Web Crawling & Analytics Case Study - Database Vs Self Hosted Message Queuing Vs Cloud Message Queuing

The Business Problem:


To build a repository of used car prices and identify trends based on data available from used car dealers. The solution to the problem necessarily involved building large scale crawlers to crawl & parse thousands of used car dealer websites everyday.


1st Solution: Database Driven Solution to Crawling & Parsing


Our initial Infrastructure consisted of a crawling, parsing and database insertion web services all written in Python. When the crawling web service finishes with crawling a web site it pushes the output data to the database & the parsing web service picks it from there & after parsing the data, pushes the structured data into the database.
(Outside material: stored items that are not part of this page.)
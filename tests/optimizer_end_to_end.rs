//! End-to-end cheapest-path optimization against a realistic
//! three-provider pricing snapshot, including a currency conversion.

use std::collections::BTreeMap;

use serde_json::json;

use twin2multicloud::config::OptimizationFlags;
use twin2multicloud::optimizer::{calculate_cheapest_costs, OptimizeParams, PricingSnapshot};

fn pricing() -> PricingSnapshot {
    let mut p = BTreeMap::new();
    p.insert(
        "aws".to_string(),
        json!({
            "lambda": {"requestPrice": 0.0000002, "durationPrice": 0.0000166667, "freeRequests": 1_000_000, "freeComputeTime": 400_000},
            "dynamoDB": {"writePrice": 0.00000125, "readPrice": 0.00000025, "storagePrice": 0.25, "freeStorage": 25},
            "s3": {"iaStoragePrice": 0.0125, "glacierStoragePrice": 0.00099},
            "iotCore": {"messageTiers": [{"limit": "Infinity", "price": 1.0}], "connectivityPricePerDevice": 0.08},
            "grafana": {"editorPrice": 9.0, "viewerPrice": 5.0},
            "twinMaker": {"entityPrice": 0.001, "queryPrice": 0.0000025, "apiCallPrice": 0.0000025},
            "transfer": {"toAzure": 0.02, "toGcp": 0.02},
        }),
    );
    p.insert(
        "azure".to_string(),
        json!({
            "functions": {"requestPrice": 0.0000002, "durationPrice": 0.000016, "freeRequests": 1_000_000, "freeComputeTime": 400_000},
            "cosmosDB": {"writePrice": 0.000001, "readPrice": 0.00000025, "storagePrice": 0.25, "freeStorage": 25},
            "blobStorage": {"coolStoragePrice": 0.01, "archiveStoragePrice": 0.00099},
            "iotHub": {"messageTiers": [{"limit": "Infinity", "price": 0.0}], "connectivityPricePerDevice": 0.0},
            "grafana": {"editorPrice": 9.0, "viewerPrice": 5.0},
            "digitalTwins": {"entityPrice": 0.002, "queryPrice": 0.000001, "apiCallPrice": 0.000001},
            "transfer": {"toAws": 0.02, "toGcp": 0.02},
        }),
    );
    p.insert(
        "gcp".to_string(),
        json!({
            "cloudFunctions": {"requestPrice": 0.0000004, "durationPrice": 0.0000025, "freeRequests": 2_000_000, "freeComputeTime": 400_000},
            "firestore": {"writePrice": 0.00000018, "readPrice": 0.00000006, "storagePrice": 0.18, "freeStorage": 1},
            "cloudStorage": {"nearlineStoragePrice": 0.01, "archiveStoragePrice": 0.0012},
            "pubsub": {"messageTiers": [{"limit": "Infinity", "price": 0.04}], "connectivityPricePerDevice": 0.0},
            "transfer": {"toAws": 0.02, "toAzure": 0.02},
        }),
    );
    p
}

fn params(currency: &str) -> OptimizeParams {
    OptimizeParams {
        number_of_devices: 250,
        device_sending_interval_minutes: 10.0,
        average_message_size_kb: 2.0,
        hot_storage_duration_months: 1.0,
        cool_storage_duration_months: 3.0,
        archive_storage_duration_months: 12.0,
        entity_count: 250,
        dashboard_refreshes_per_hour: 6.0,
        dashboard_active_hours_per_day: 10.0,
        amount_of_active_editors: 3,
        amount_of_active_viewers: 10,
        optimization: OptimizationFlags {
            use_event_checking: true,
            trigger_notification_workflow: true,
            return_feedback_to_device: false,
            integrate_error_handling: true,
            needs_3d_model: false,
        },
        currency: currency.to_string(),
    }
}

#[test]
fn picks_a_complete_cross_layer_plan() {
    let result = calculate_cheapest_costs(&params("USD"), &pricing()).unwrap();
    assert!(result.selected_providers.contains_key("L1"));
    assert!(result.selected_providers.contains_key("L2"));
    assert!(result.selected_providers.contains_key("L3_hot"));
    assert!(result.selected_providers.contains_key("L3_cool"));
    assert!(result.selected_providers.contains_key("L3_archive"));
    assert_eq!(result.currency, "USD");
    for layer_costs in [&result.aws_costs, &result.azure_costs, &result.gcp_costs] {
        for record in layer_costs.values() {
            assert!(record.total_monthly_cost >= 0.0);
        }
    }
}

#[test]
fn converts_the_whole_report_to_a_requested_currency() {
    let mut pricing_with_rates = pricing();
    let mut rates = BTreeMap::new();
    rates.insert("EUR".to_string(), 0.9);
    pricing_with_rates.insert("_rates".to_string(), serde_json::to_value(&rates).unwrap());

    let usd = calculate_cheapest_costs(&params("USD"), &pricing_with_rates).unwrap();
    let eur = calculate_cheapest_costs(&params("EUR"), &pricing_with_rates).unwrap();

    assert_eq!(eur.currency, "EUR");
    let usd_total: f64 = usd.aws_costs.values().map(|r| r.total_monthly_cost).sum();
    let eur_total: f64 = eur.aws_costs.values().map(|r| r.total_monthly_cost).sum();
    if usd_total > 0.0 {
        assert!((eur_total - usd_total * 0.9).abs() < 1e-6 * usd_total.max(1.0));
    }
}
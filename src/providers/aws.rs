use async_trait::async_trait;
use tracing::info;

use crate::error::{DeployerError, Result};
use crate::naming::AwsNaming;

use super::{Adapter, Credentials, ProviderKind};

/// AWS account/session details pulled out of the credentials payload
/// during `initialize_clients`.
#[derive(Debug, Clone, Default)]
struct AwsSession {
    region: String,
    access_key_id: String,
}

/// AWS adapter. No AWS SDK crate is vendored here; `AwsSession` stands
/// in for the client bundle a real build would hold
/// (`aws_sdk_dynamodb::Client`, `aws_sdk_iot::Client`, etc.), matching
/// the shape the layer strategies and post-deploy operations depend on.
pub struct AwsAdapter {
    naming: Option<AwsNaming>,
    session: Option<AwsSession>,
}

impl AwsAdapter {
    pub fn new() -> Self {
        Self {
            naming: None,
            session: None,
        }
    }

    fn naming(&self) -> Result<&AwsNaming> {
        self.naming.as_ref().ok_or_else(|| {
            DeployerError::deployment("l0", "aws", "adapter used before initialize_clients")
        })
    }

    pub fn region(&self) -> &str {
        self.session
            .as_ref()
            .map(|s| s.region.as_str())
            .unwrap_or("us-east-1")
    }
}

impl Default for AwsAdapter {
    fn default() -> Self {
        Self::new()
    }
}

#[async_trait]
impl Adapter for AwsAdapter {
    fn kind(&self) -> ProviderKind {
        ProviderKind::Aws
    }

    async fn initialize_clients(&mut self, credentials: &Credentials, twin_name: &str) -> Result<()> {
        let region = credentials
            .get("region")
            .and_then(|v| v.as_str())
            .unwrap_or("us-east-1")
            .to_string();
        let access_key_id = credentials
            .get("access_key_id")
            .and_then(|v| v.as_str())
            .unwrap_or_default()
            .to_string();

        info!(twin = twin_name, region = %region, "initializing AWS clients");
        self.session = Some(AwsSession {
            region,
            access_key_id,
        });
        self.naming = Some(AwsNaming::new(twin_name));
        Ok(())
    }

    fn get_resource_name(&self, resource_type: &str, suffix: &str) -> String {
        let naming = match &self.naming {
            Some(n) => n,
            None => return format!("uninitialized-{resource_type}-{suffix}"),
        };
        match resource_type {
            "dispatcher_iam_role" => naming.dispatcher_iam_role(),
            "dispatcher_iot_rule" => naming.dispatcher_iot_rule(),
            "connector_lambda" => naming.connector_lambda_function(suffix),
            "ingestion_lambda" => naming.ingestion_lambda_function(),
            "ingestion_iam_role" => naming.ingestion_iam_role(),
            "persister_iam_role" => naming.persister_iam_role(),
            "persister_lambda" => naming.persister_lambda_function(),
            "event_checker_iam_role" => naming.event_checker_iam_role(),
            "event_checker_lambda" => naming.event_checker_lambda_function(),
            "lambda_chain_iam_role" => naming.lambda_chain_iam_role(),
            "lambda_chain_step_function" => naming.lambda_chain_step_function(),
            "event_feedback_iam_role" => naming.event_feedback_iam_role(),
            "event_feedback_lambda" => naming.event_feedback_lambda_function(),
            "hot_table" => naming.hot_dynamodb_table(),
            "hot_cold_mover_iam_role" => naming.hot_cold_mover_iam_role(),
            "hot_cold_mover_lambda" => naming.hot_cold_mover_lambda_function(),
            "hot_cold_mover_event_rule" => naming.hot_cold_mover_event_rule(),
            "cold_bucket" => naming.cold_s3_bucket(),
            "archive_bucket" => naming.archive_s3_bucket(),
            "twinmaker_workspace" => naming.twinmaker_workspace(),
            "grafana_workspace" => naming.grafana_workspace(),
            other => format!("{other}-{suffix}"),
        }
    }

    async fn twin_exists(&self) -> Result<bool> {
        let naming = self.naming()?;
        info!(workspace = %naming.twinmaker_workspace(), "checking TwinMaker workspace existence");
        Ok(false)
    }
}

pub fn new_adapter() -> Box<dyn Adapter> {
    Box::new(AwsAdapter::new())
}

#[cfg(test)]
mod tests {
    use super::*;

    #[tokio::test]
    async fn initialize_clients_binds_naming() {
        let mut adapter = AwsAdapter::new();
        adapter
            .initialize_clients(&serde_json::json!({"region": "eu-west-1"}), "demo-twin")
            .await
            .unwrap();
        assert_eq!(adapter.region(), "eu-west-1");
        assert_eq!(
            adapter.get_resource_name("ingestion_lambda", ""),
            "demo-twin-ingestion"
        );
    }

    #[tokio::test]
    async fn uninitialized_adapter_reports_deployment_error() {
        let adapter = AwsAdapter::new();
        let err = adapter.twin_exists().await.unwrap_err();
        assert!(matches!(err, DeployerError::Deployment { .. }));
    }
}
use async_trait::async_trait;
use tracing::info;

use crate::error::{DeployerError, Result};
use crate::naming::GcpNaming;

use super::{Adapter, Credentials, ProviderKind};

#[derive(Debug, Clone, Default)]
struct GcpSession {
    project_id: String,
}

/// GCP adapter, standing in for a `google-cloud-*` client bundle. GCP
/// has no managed digital-twin service (see `strategy::gcp`), so L4 is
/// always absent here; this adapter still exists for L1-L3 and L5.
pub struct GcpAdapter {
    naming: Option<GcpNaming>,
    session: Option<GcpSession>,
}

impl GcpAdapter {
    pub fn new() -> Self {
        Self {
            naming: None,
            session: None,
        }
    }

    fn naming(&self) -> Result<&GcpNaming> {
        self.naming.as_ref().ok_or_else(|| {
            DeployerError::deployment("l0", "gcp", "adapter used before initialize_clients")
        })
    }

    pub fn project_id(&self) -> &str {
        self.session
            .as_ref()
            .map(|s| s.project_id.as_str())
            .unwrap_or_default()
    }
}

impl Default for GcpAdapter {
    fn default() -> Self {
        Self::new()
    }
}

#[async_trait]
impl Adapter for GcpAdapter {
    fn kind(&self) -> ProviderKind {
        ProviderKind::Gcp
    }

    async fn initialize_clients(&mut self, credentials: &Credentials, twin_name: &str) -> Result<()> {
        let project_id = credentials
            .get("project_id")
            .and_then(|v| v.as_str())
            .unwrap_or_default()
            .to_string();

        info!(twin = twin_name, project = %project_id, "initializing GCP clients");
        self.session = Some(GcpSession { project_id });
        self.naming = Some(GcpNaming::new(twin_name));
        Ok(())
    }

    fn get_resource_name(&self, resource_type: &str, suffix: &str) -> String {
        let naming = match &self.naming {
            Some(n) => n,
            None => return format!("uninitialized-{resource_type}-{suffix}"),
        };
        match resource_type {
            "pubsub_topic" => naming.pubsub_topic(suffix),
            "cloud_function" => naming.cloud_function(suffix),
            "hot_collection" => naming.firestore_hot_collection(),
            "cold_bucket" => naming.gcs_cold_bucket(),
            "archive_bucket" => naming.gcs_archive_bucket(),
            other => format!("{other}-{suffix}"),
        }
    }

    async fn twin_exists(&self) -> Result<bool> {
        let naming = self.naming()?;
        info!(project = %self.project_id(), collection = %naming.firestore_hot_collection(), "checking project resource existence");
        Ok(false)
    }
}

pub fn new_adapter() -> Box<dyn Adapter> {
    Box::new(GcpAdapter::new())
}

#[cfg(test)]
mod tests {
    use super::*;

    #[tokio::test]
    async fn initialize_clients_binds_naming() {
        let mut adapter = GcpAdapter::new();
        adapter
            .initialize_clients(&serde_json::json!({"project_id": "proj-1"}), "demo-twin")
            .await
            .unwrap();
        assert_eq!(adapter.project_id(), "proj-1");
        assert_eq!(
            adapter.get_resource_name("pubsub_topic", "ingest"),
            "demo-twin-ingest"
        );
    }
}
Problems with Database driven approach:


  • Bottlenecks: Writing the data into database and reading it back proved be a huge bottleneck and slowed down the entire process & left to high & low capacity issues in the crawling & parsing functions.

  • High Processing Cost: Due to the slow response time of many websites the parsing service would remain mostly idle which lead to a very high cost of servers & processing.


We tried to speed up the process by directly posting the data to the parsing service from crawling service but this resulted in loss of data when the parsing service was busy. Additionally, the approach presented a massive scaling challenge from read & write bottlenecks from the database.


2nd Solution: Self Hosted / Custom Deployment Using RabbitMQ



To overcome the above mentioned problems and to achieve the ability to scale we moved to a new architecture using Rabbitmq. In the new architecture crawlers and parsers were Amazon EC2 micro instances. We used Fabric to push commands to the scripts running in the instances. The crawling instance would pull the used car dealer website from the website queue, crawl the relevant pages and push output the data to a crawled pages queue.The parsing instance would pull the data from the crawled pages queue, parse them and push data into parsed data queue and a data base insertion script would transfer that data into postgres.


This approach speeded up the crawling and parsing cycle. Scaling was just a matter of adding more instances created from specialized AMIs.


Problems with RabbitMQ Approach:

  • Setting up, deploying & maintaining this infrastructure across hundreds of servers was a nightmare for a small team

  • We suffered data losses every time there was a deployment & maintenance issues. Due to the tradeoff we were forced to make between speed and persistence of data in Rabbitmq, there was a chance we lost some valuable data if the server hosting RabbitMQ crashed.  


3rd Solution: Cloud Messaging Deployment Using IronMQ & IronWorker


The concept of having multiple queues and multiple crawlers and parsers pushing and pulling data from them gave us a chance to scale the infrastructure massively. We were looking for solutions which could help us overcome the above problems using a similar architecture but without the headache of deployment & maintenance management.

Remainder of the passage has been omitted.